Monster Energy Drink under scrutiny following five deaths, one heart attack
Monster Energy Drink has been under scrutiny since being cited as a factor in five deaths and one heart attack in the past year by the Food and Drug Administration.
As a result, FDA is seriously investigating these claims after a 14-year-old girl died of a cardiac arrhythmia upon drinking two 24-ounce cans of Monster on consecutive days, according to an Oct. 23 article in the New York Times.
Since their inception, energy drinks have been a highly debated topic. They contain high amounts of caffeine and other stimulants that can be harmful to the system if consumed in large quantities.
Alexander Corcoran, a physician’s assistant at McLaren Central Michigan Health Services, said he discourages against energy drinks.
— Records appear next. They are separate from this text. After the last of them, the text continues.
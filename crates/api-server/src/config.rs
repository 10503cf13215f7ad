//! Process configuration read from the environment

use std::net::{IpAddr, Ipv4Addr, SocketAddr};

use anyhow::{Context, Result};
use tasker_core::config::StorageSettings;

const DEFAULT_PORT: u16 = 3000;

#[derive(Debug, Clone)]
pub struct ServerConfig {
    pub addr: SocketAddr,
    pub storage: StorageSettings,
}

impl ServerConfig {
    pub fn from_env() -> Result<Self> {
        Self::from_lookup(|key| std::env::var(key).ok())
    }

    pub fn from_lookup<F>(lookup: F) -> Result<Self>
    where
        F: Fn(&str) -> Option<String>,
    {
        let host = match lookup("HOST").filter(|v| !v.trim().is_empty()) {
            Some(raw) => raw
                .trim()
                .parse::<IpAddr>()
                .with_context(|| format!("HOST is not an IP address: {}", raw))?,
            None => IpAddr::V4(Ipv4Addr::UNSPECIFIED),
        };
        let port = match lookup("PORT").filter(|v| !v.trim().is_empty()) {
            Some(raw) => raw
                .trim()
                .parse::<u16>()
                .with_context(|| format!("PORT is not a valid port: {}", raw))?,
            None => DEFAULT_PORT,
        };
        let storage =
            StorageSettings::from_lookup(&lookup).context("invalid storage configuration")?;

        Ok(Self {
            addr: SocketAddr::new(host, port),
            storage,
        })
    }
}

#[cfg(test)]
mod tests {
    use super::*;
    use std::collections::HashMap;
    use tasker_core::config::DeploymentMode;

    fn config_from(pairs: &[(&str, &str)]) -> Result<ServerConfig> {
        let vars: HashMap<String, String> = pairs
            .iter()
            .map(|(k, v)| (k.to_string(), v.to_string()))
            .collect();
        ServerConfig::from_lookup(|key| vars.get(key).cloned())
    }

    #[test]
    fn defaults_bind_all_interfaces_on_3000() {
        let config = config_from(&[]).unwrap();
        assert_eq!(config.addr, SocketAddr::from(([0, 0, 0, 0], 3000)));
        assert_eq!(config.storage.mode, DeploymentMode::Development);
    }

    #[test]
    fn reads_host_port_and_storage() {
        let config = config_from(&[
            ("HOST", "127.0.0.1"),
            ("PORT", "8081"),
            ("TASKER_ENV", "production"),
        ])
        .unwrap();
        assert_eq!(config.addr, SocketAddr::from(([127, 0, 0, 1], 8081)));
        assert!(config.storage.mode.is_production());
    }

    #[test]
    fn rejects_bad_port_and_mode() {
        assert!(config_from(&[("PORT", "eighty")]).is_err());
        assert!(config_from(&[("TASKER_ENV", "staging")]).is_err());
    }
}
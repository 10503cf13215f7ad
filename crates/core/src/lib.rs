//! Core library for the Tasker task API
//!
//! This crate contains the storage side of the service:
//! - The task record and its partial-update type
//! - The `TaskRepository` storage port and its file-backed and in-memory backends
//! - The `TaskService` seam and the configuration-driven backend selection

pub mod config;
pub mod error;
pub mod persistence;
pub mod task;

pub use error::Error;
pub type Result<T> = std::result::Result<T, Error>;
//! Task event listener
//!
//! Logs every task mutation published on the event bus.

use tokio::sync::broadcast::error::RecvError;
use tokio::task::JoinHandle;
use tracing::{info, warn};

use tasker_core::task::{TaskEvent, TaskEventBus};

pub fn spawn_event_logger(bus: &TaskEventBus) -> JoinHandle<()> {
    let mut rx = bus.subscribe();
    tokio::spawn(async move {
        loop {
            match rx.recv().await {
                Ok(event) => log_event(&event),
                Err(RecvError::Lagged(skipped)) => {
                    warn!("Task event logger lagged, skipped {} events", skipped);
                }
                Err(RecvError::Closed) => break,
            }
        }
    })
}

fn log_event(event: &TaskEvent) {
    let task = event.task();
    let action = match event {
        TaskEvent::Created(_) => "New task created",
        TaskEvent::Updated(_) => "Task updated",
        TaskEvent::Completed(_) => "Task completed",
        TaskEvent::Deleted(_) => "Task deleted",
    };
    info!(
        event = event.kind(),
        "{}: \"{}\" (ID: {})",
        action,
        task.title,
        task.id
    );
}
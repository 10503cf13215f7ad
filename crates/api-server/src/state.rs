//! Application state

use std::sync::Arc;

use tasker_core::config::DeploymentMode;
use tasker_core::task::{TaskEventBus, TaskService};

/// Shared application state
#[derive(Clone)]
pub struct AppState {
    inner: Arc<AppStateInner>,
}

struct AppStateInner {
    task_service: TaskService,
    events: TaskEventBus,
    mode: DeploymentMode,
}

impl AppState {
    pub fn new(task_service: TaskService, events: TaskEventBus, mode: DeploymentMode) -> Self {
        Self {
            inner: Arc::new(AppStateInner {
                task_service,
                events,
                mode,
            }),
        }
    }

    /// Get reference to the task service
    pub fn task_service(&self) -> &TaskService {
        &self.inner.task_service
    }

    pub fn events(&self) -> &TaskEventBus {
        &self.inner.events
    }

    pub fn mode(&self) -> DeploymentMode {
        self.inner.mode
    }
}
//! Task module
//!
//! This module contains the task record, the storage port and its backends.

mod event;
mod file_store;
mod memory_store;
mod model;
mod repository;
mod service;

pub use event::{TaskEvent, TaskEventBus};
pub use file_store::FileTaskRepository;
pub use memory_store::InMemoryTaskRepository;
pub use model::*;
pub use repository::TaskRepository;
pub use service::TaskService;
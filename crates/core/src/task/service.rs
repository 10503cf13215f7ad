//! Task service
//!
//! Holds the storage backend chosen at startup and forwards every call to it
//! unchanged, so the HTTP layer never depends on a concrete backend.

use std::sync::Arc;
use tracing::{info, instrument};

use super::file_store::FileTaskRepository;
use super::memory_store::InMemoryTaskRepository;
use super::model::{NewTask, Task, TaskId, TaskPatch};
use super::repository::TaskRepository;
use crate::config::{select_backend, StorageBackend, StorageSettings};
use crate::Result;

#[derive(Clone)]
pub struct TaskService {
    repository: Arc<dyn TaskRepository>,
}

impl TaskService {
    pub fn new(repository: Arc<dyn TaskRepository>) -> Self {
        Self { repository }
    }

    /// Build the service around the backend `settings` select
    pub fn from_settings(settings: &StorageSettings) -> Self {
        let repository: Arc<dyn TaskRepository> = match select_backend(settings) {
            StorageBackend::File => Arc::new(FileTaskRepository::new(&settings.data_file)),
            StorageBackend::Memory => Arc::new(InMemoryTaskRepository::new()),
        };
        info!(
            "Task service initialized with {} backend ({} mode)",
            repository.backend_name(),
            settings.mode
        );
        Self::new(repository)
    }

    pub fn backend_name(&self) -> &'static str {
        self.repository.backend_name()
    }

    #[instrument(skip(self))]
    pub async fn find(&self, id: &TaskId) -> Result<Option<Task>> {
        self.repository.find(id).await
    }

    #[instrument(skip(self))]
    pub async fn find_all(&self) -> Result<Vec<Task>> {
        self.repository.find_all().await
    }

    #[instrument(skip(self, new_task), fields(task_title = %new_task.title))]
    pub async fn create(&self, new_task: NewTask) -> Result<Task> {
        self.repository.create(new_task).await
    }

    #[instrument(skip(self, patch))]
    pub async fn update(&self, id: &TaskId, patch: TaskPatch) -> Result<Option<Task>> {
        self.repository.update(id, patch).await
    }

    #[instrument(skip(self))]
    pub async fn delete(&self, id: &TaskId) -> Result<Option<Task>> {
        self.repository.delete(id).await
    }
}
“In general, I do discourage against energy drinks. I typically recommend limiting caffeine in general, but energy drinks in particular. This is due to the high sugar content and additional ingredients,” he said. “Also, energy drinks typically are consumed by high school and college age students who use the effects to stay up late playing video games or studying, something that is not good for your overall health and is avoidable with good planning and good decision-making.”
Monster drinks contain 240 milligrams of caffeine per 24-ounce can, or seven times the amount of caffeine in a traditional 12-ounce can of soda, according to an Oct.28 article in the Detroit Free Press.
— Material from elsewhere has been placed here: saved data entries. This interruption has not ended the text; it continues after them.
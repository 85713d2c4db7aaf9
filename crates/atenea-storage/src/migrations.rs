// SPDX-FileCopyrightText: 2026 Atenea Contributors
// SPDX-License-Identifier: MIT OR Apache-2.0

//! Embedded database migrations using refinery.
//!
//! SQL migration files are compiled into the binary at build time via
//! `embed_migrations!`. Migrations run automatically on database open.

use atenea_core::AteneaError;

mod embedded {
    use refinery::embed_migrations;
    embed_migrations!("migrations");
}

/// Run all pending migrations against the given connection.
///
/// Refinery tracks applied migrations in its own `refinery_schema_history` table.
pub fn run_migrations(conn: &mut rusqlite::Connection) -> Result<(), AteneaError> {
    let report = embedded::migrations::runner()
        .run(conn)
        .map_err(|e| AteneaError::Storage {
            source: Box::new(e),
        })?;
    for migration in report.applied_migrations() {
        tracing::info!(version = migration.version(), name = migration.name(), "applied migration");
    }
    Ok(())
}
“The long term implications of chronic, excessive, caffeine use is an increased risk for cardiac arrhythmia or irregular heart rhythm, high blood pressure, strokes, and an increased risk for cardiac death,” Corcoran said. “The long term use of energy drinks that contain a high amount of sugar is dental carries (cavities), gingivitis, obesity, and even diabetes for higher risk individuals.”
Senators are also taking action against energy drinks, arguing in favor of the FDA to close loopholes, which currently allow energy drink makers, such as Monster, to sell these products with additives and levels of caffeine that have not been proven to be safe.
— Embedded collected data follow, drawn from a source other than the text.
use atenea_core::{AteneaError, Clock};
use atenea_core::models::RoomFilter;
use atenea_core::types::{
    AttachmentPayload, AttachmentType, AttentionStatus, Handler, MessageStatus, OutgoingPayload,
    RoomStatus, SenderType,
};
use atenea_engine::LedgerEntry;
use atenea_engine::rooms::ROOM_COMPLETED;
use atenea_test_utils::TestHarness;
use atenea_test_utils::harness::PAPELETAS;
use chrono::Duration;

const CITIZEN: &str = "51999000111";

fn agent_reply(room_id: &str, text: &str) -> OutgoingPayload {
    OutgoingPayload {
        room_id: room_id.to_string(),
        message: text.to_string(),
        options: None,
        attachments: Vec::new(),
        bot_reply: false,
        sender_user_id: Some("agent-7".to_string()),
        idempotency_key: None,
    }
}

// ---- Test 1: Full WhatsApp attention ----

#[tokio::test]
async fn whatsapp_attention_from_first_message_to_completed_room() {
    let harness = TestHarness::new().await.unwrap();
    let whatsapp = harness.channel("whatsapp");

    let first = harness
        .ingest_text(CITIZEN, "Hola, quiero consultar mis papeletas", "wamid.1")
        .await
        .unwrap();
    assert!(first.attention_created);
    assert!(!first.replayed);
    assert_eq!(first.handler, Handler::Bot);

    let room = harness.center.get_room(&first.room_id).await.unwrap();
    assert_eq!(room.status, RoomStatus::Pending);
    assert!(room.bot_replies);
    let attention = harness.center.get_attention(&first.attention_id).await.unwrap();
    assert_eq!(attention.status, AttentionStatus::IdentityVerification);

    let claimed = harness
        .center
        .handoff_to_agent(&first.room_id, "agent-7")
        .await
        .unwrap();
    assert!(!claimed.bot_replies);
    assert_eq!(claimed.user_id.as_deref(), Some("agent-7"));
    assert_eq!(claimed.status, RoomStatus::Priority);

    let reply = harness
        .center
        .send(agent_reply(&first.room_id, "Buenos días, ¿cuál es su placa?"))
        .await
        .unwrap();
    assert!(reply.delivered);
    assert_eq!(reply.message.sender_type, SenderType::Agent);
    assert_eq!(reply.message.sender_user_id.as_deref(), Some("agent-7"));
    assert_eq!(reply.message.attention_id, first.attention_id);

    harness.clock.advance(Duration::minutes(2));
    let second = harness
        .ingest_text(CITIZEN, "ABC-123", "wamid.2")
        .await
        .unwrap();
    assert_eq!(second.room_id, first.room_id);
    assert_eq!(second.attention_id, first.attention_id);
    assert!(!second.attention_created);
    assert_eq!(second.handler, Handler::Agent);

    let classified = harness
        .center
        .classify_attention(
            &first.attention_id,
            PAPELETAS,
            Some("placa ABC-123".to_string()),
            "agent-7",
        )
        .await
        .unwrap();
    assert_eq!(classified.status, AttentionStatus::InProgress);
    assert_eq!(classified.consult_type_id, Some(PAPELETAS));

    let closed = harness
        .center
        .close_attention(&first.attention_id, "agent-7")
        .await
        .unwrap();
    assert_eq!(closed.attention.status, AttentionStatus::Closed);
    assert!(closed.attention.end_date.is_some());
    assert!(closed.room_completed);
    assert_eq!(closed.room.status, RoomStatus::Completed);

    let texts = whatsapp.sent_texts().await;
    assert_eq!(texts.first().map(String::as_str), Some("Hola, soy Atenea del SAT."));
    assert_eq!(
        texts.last().map(String::as_str),
        Some("Gracias por comunicarte con el SAT.")
    );

    // The citizen writes again: a fresh room and attention.
    let next = harness
        .ingest_text(CITIZEN, "Hola otra vez", "wamid.3")
        .await
        .unwrap();
    assert_ne!(next.room_id, first.room_id);
    assert!(next.attention_created);
    assert_eq!(next.citizen_id, first.citizen_id);
    assert_eq!(next.handler, Handler::Bot);
}

// ---- Test 2: Idempotent ingestion ----

#[tokio::test]
async fn redelivered_external_id_is_recorded_once() {
    let harness = TestHarness::new().await.unwrap();
    let whatsapp = harness.channel("whatsapp");

    let first = harness.ingest_text(CITIZEN, "hola", "ext-123").await.unwrap();
    let sent_after_first = whatsapp.sent_count().await;
    let again = harness.ingest_text(CITIZEN, "hola", "ext-123").await.unwrap();

    assert!(again.replayed);
    assert_eq!(again.message_id, first.message_id);
    assert_eq!(again.room_id, first.room_id);
    assert_eq!(again.attention_id, first.attention_id);
    assert_eq!(whatsapp.sent_count().await, sent_after_first);
    assert_eq!(harness.bot.turns().await.len(), 1);

    let citizen_messages: Vec<_> = harness
        .center
        .room_messages(&first.room_id)
        .await
        .unwrap()
        .into_iter()
        .filter(|m| m.sender_type == SenderType::Citizen)
        .collect();
    assert_eq!(citizen_messages.len(), 1);
    assert_eq!(citizen_messages[0].external_message_id.as_deref(), Some("ext-123"));
}

#[tokio::test]
async fn same_external_id_on_another_channel_is_a_new_message() {
    let harness = TestHarness::new().await.unwrap();
    let on_whatsapp = harness.ingest_text(CITIZEN, "hola", "ext-123").await.unwrap();
    let on_telegram = harness
        .center
        .ingest(harness.inbound("telegram", "tg-42", "hola", "ext-123"))
        .await
        .unwrap();
    assert!(!on_telegram.replayed);
    assert_ne!(on_telegram.room_id, on_whatsapp.room_id);
    assert_ne!(on_telegram.citizen_id, on_whatsapp.citizen_id);
}

// ---- Test 3: Concurrent first contact ----

#[tokio::test(flavor = "multi_thread", worker_threads = 4)]
async fn concurrent_first_messages_share_one_room_and_attention() {
    let harness = TestHarness::builder().without_bot().build().await.unwrap();

    let mut handles = Vec::new();
    for i in 0..8 {
        let center = Arc::clone(&harness.center);
        let event = harness.inbound("whatsapp", CITIZEN, &format!("mensaje {i}"), &format!("wamid.c{i}"));
        handles.push(tokio::spawn(async move { center.ingest(event).await }));
    }
    let outcomes: Vec<_> = futures::future::join_all(handles)
        .await
        .into_iter()
        .map(|joined| joined.unwrap().unwrap())
        .collect();

    let room_id = &outcomes[0].room_id;
    let attention_id = &outcomes[0].attention_id;
    assert!(outcomes.iter().all(|o| &o.room_id == room_id));
    assert!(outcomes.iter().all(|o| &o.attention_id == attention_id));
    assert_eq!(outcomes.iter().filter(|o| o.attention_created).count(), 1);

    let rooms = harness
        .center
        .list_rooms(&RoomFilter {
            channel: Some("whatsapp".to_string()),
            ..RoomFilter::default()
        })
        .await
        .unwrap();
    assert_eq!(rooms.len(), 1);
    assert_eq!(rooms[0].unread_count, 8);
    // Welcome goes out once.
    assert_eq!(harness.channel("whatsapp").sent_count().await, 1);
}

// ---- Test 4: Ledger ordering ----

#[tokio::test]
async fn messages_are_ordered_by_provider_timestamp() {
    let harness = TestHarness::builder().without_bot().build().await.unwrap();

    let mut late = harness.inbound("whatsapp", CITIZEN, "segundo", "wamid.late");
    late.timestamp += Duration::seconds(10);
    let early = harness.inbound("whatsapp", CITIZEN, "primero", "wamid.early");

    let outcome = harness.center.ingest(late).await.unwrap();
    harness.center.ingest(early).await.unwrap();

    let bodies: Vec<String> = harness
        .center
        .room_messages(&outcome.room_id)
        .await
        .unwrap()
        .into_iter()
        .filter(|m| m.sender_type == SenderType::Citizen)
        .map(|m| m.content)
        .collect();
    assert_eq!(bodies, vec!["primero", "segundo"]);

    let last = harness.center.last_message(&outcome.room_id).await.unwrap().unwrap();
    assert_eq!(last.content, "segundo");
}

#[tokio::test]
async fn mark_read_clears_unread_citizen_messages() {
    let harness = TestHarness::builder().without_bot().build().await.unwrap();
    let first = harness.ingest_text(CITIZEN, "uno", "wamid.1").await.unwrap();
    let second = harness.ingest_text(CITIZEN, "dos", "wamid.2").await.unwrap();
    assert_eq!(harness.center.unread_count(&first.room_id).await.unwrap(), 2);

    let changed = harness
        .center
        .mark_read(&[first.message_id.clone()], "agent-7")
        .await
        .unwrap();
    assert_eq!(changed, 1);
    // Already read messages are not counted twice.
    let changed = harness
        .center
        .mark_read(&[first.message_id.clone(), second.message_id.clone()], "agent-7")
        .await
        .unwrap();
    assert_eq!(changed, 1);
    assert_eq!(harness.center.unread_count(&first.room_id).await.unwrap(), 0);

    let messages = harness.center.attention_messages(&first.attention_id).await.unwrap();
    let read = messages.iter().find(|m| m.id == first.message_id).unwrap();
    assert_eq!(read.status, MessageStatus::Read);
    assert_eq!(read.read_by.as_deref(), Some("agent-7"));
    assert_eq!(harness.center.mark_read(&[], "agent-7").await.unwrap(), 0);
}

#[tokio::test]
async fn append_to_closed_attention_is_rejected() {
    let harness = TestHarness::builder().without_bot().build().await.unwrap();
    let outcome = harness.ingest_text(CITIZEN, "hola", "wamid.1").await.unwrap();
    harness
        .center
        .close_attention(&outcome.attention_id, "agent-7")
        .await
        .unwrap();

    let err = harness
        .center
        .append_message(
            &outcome.attention_id,
            LedgerEntry::inbound("tarde", Some("wamid.2".to_string()), harness.clock.now()),
        )
        .await
        .unwrap_err();
    assert!(matches!(err, AteneaError::InvalidTransition { .. }));
}

#[tokio::test]
async fn closing_message_is_recorded_before_the_attention_closes() {
    let harness = TestHarness::builder().without_bot().build().await.unwrap();
    let whatsapp = harness.channel("whatsapp");
    let outcome = harness.ingest_text(CITIZEN, "hola", "wamid.1").await.unwrap();
    harness.clock.advance(Duration::minutes(5));

    let closed = harness
        .center
        .close_attention(&outcome.attention_id, "agent-7")
        .await
        .unwrap();
    let end_date = closed.attention.end_date.clone().unwrap();

    let messages = harness
        .center
        .attention_messages(&outcome.attention_id)
        .await
        .unwrap();
    let farewell = messages
        .iter()
        .find(|m| m.content == "Gracias por comunicarte con el SAT.")
        .expect("closing message recorded on the attention");
    assert_eq!(farewell.sender_type, SenderType::Bot);
    for message in &messages {
        assert!(
            message.audit.created_at <= end_date,
            "message {} written after the attention closed",
            message.id
        );
    }
    assert_eq!(
        whatsapp.sent_texts().await.last().map(String::as_str),
        Some("Gracias por comunicarte con el SAT.")
    );
}

// ---- Test 5: Inbound validation ----

#[tokio::test]
async fn unknown_channel_and_empty_messages_are_rejected() {
    let harness = TestHarness::new().await.unwrap();

    let err = harness
        .center
        .ingest(harness.inbound("carrier-pigeon", CITIZEN, "hola", "x-1"))
        .await
        .unwrap_err();
    assert!(matches!(err, AteneaError::NotFound { entity: "channel", .. }));

    let err = harness.ingest_text(CITIZEN, "   ", "wamid.empty").await.unwrap_err();
    assert!(matches!(err, AteneaError::Validation(_)));

    let mut bad_attachment = harness.inbound("whatsapp", CITIZEN, "foto", "wamid.img");
    bad_attachment.attachments.push(AttachmentPayload {
        content: "aGVsbG8=".to_string(),
        extension: "jpg".to_string(),
        size: 99,
        kind: AttachmentType::Image,
    });
    let err = harness.center.ingest(bad_attachment).await.unwrap_err();
    assert!(matches!(err, AteneaError::Validation(_)));

    // Nothing was recorded for rejected events.
    let rooms = harness.center.list_rooms(&RoomFilter::default()).await.unwrap();
    assert!(rooms.is_empty());
}

#[tokio::test]
async fn attachment_only_message_is_accepted() {
    let harness = TestHarness::builder().without_bot().build().await.unwrap();
    let mut event = harness.inbound("whatsapp", CITIZEN, "", "wamid.doc");
    event.attachments.push(AttachmentPayload {
        content: "aGVsbG8=".to_string(),
        extension: "pdf".to_string(),
        size: 5,
        kind: AttachmentType::File,
    });
    let outcome = harness.center.ingest(event).await.unwrap();

    let summary = harness.center.room_summary(&outcome.room_id).await.unwrap();
    let last = summary.last_message.unwrap();
    assert!(last.has_attachments);
    assert_eq!(last.sender_type, SenderType::Citizen);
}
“These were the first deaths that I have heard of, but I have heard of energy drinks causing arrhythmia, episodes of vertigo (light-headedness), and syncope (passing out or losing consciousness) death allegations have been linked to cases going back as far as 2004,” Corcoran said.
In a statement issued last week, Monster said they were “unaware of any fatality anywhere that has been caused by its drinks,” according to the Detroit Free Press.
Despite these effects, Corcoran said consuming energy drinks in moderation is all right.
“Having a Monster every now and again because you need to cram for an exam, or you were up too late the night before and just want something to kick-start you day will probably not cause any long-term health effects,” Corcoran said.
Freshman Nicole Felty tries to stay away from energy drinks.
“There (are) too many healthier options for getting energy that I avoid energy drinks in general,” the Comstock Park native said. “I don't like the crash either.”
Not to mention caffeine is addiction, Felty said.
“I do not like the thought of being addicted to anything, the withdrawals are not worth it and the habit is too expensive for a poor college student like me,” she said.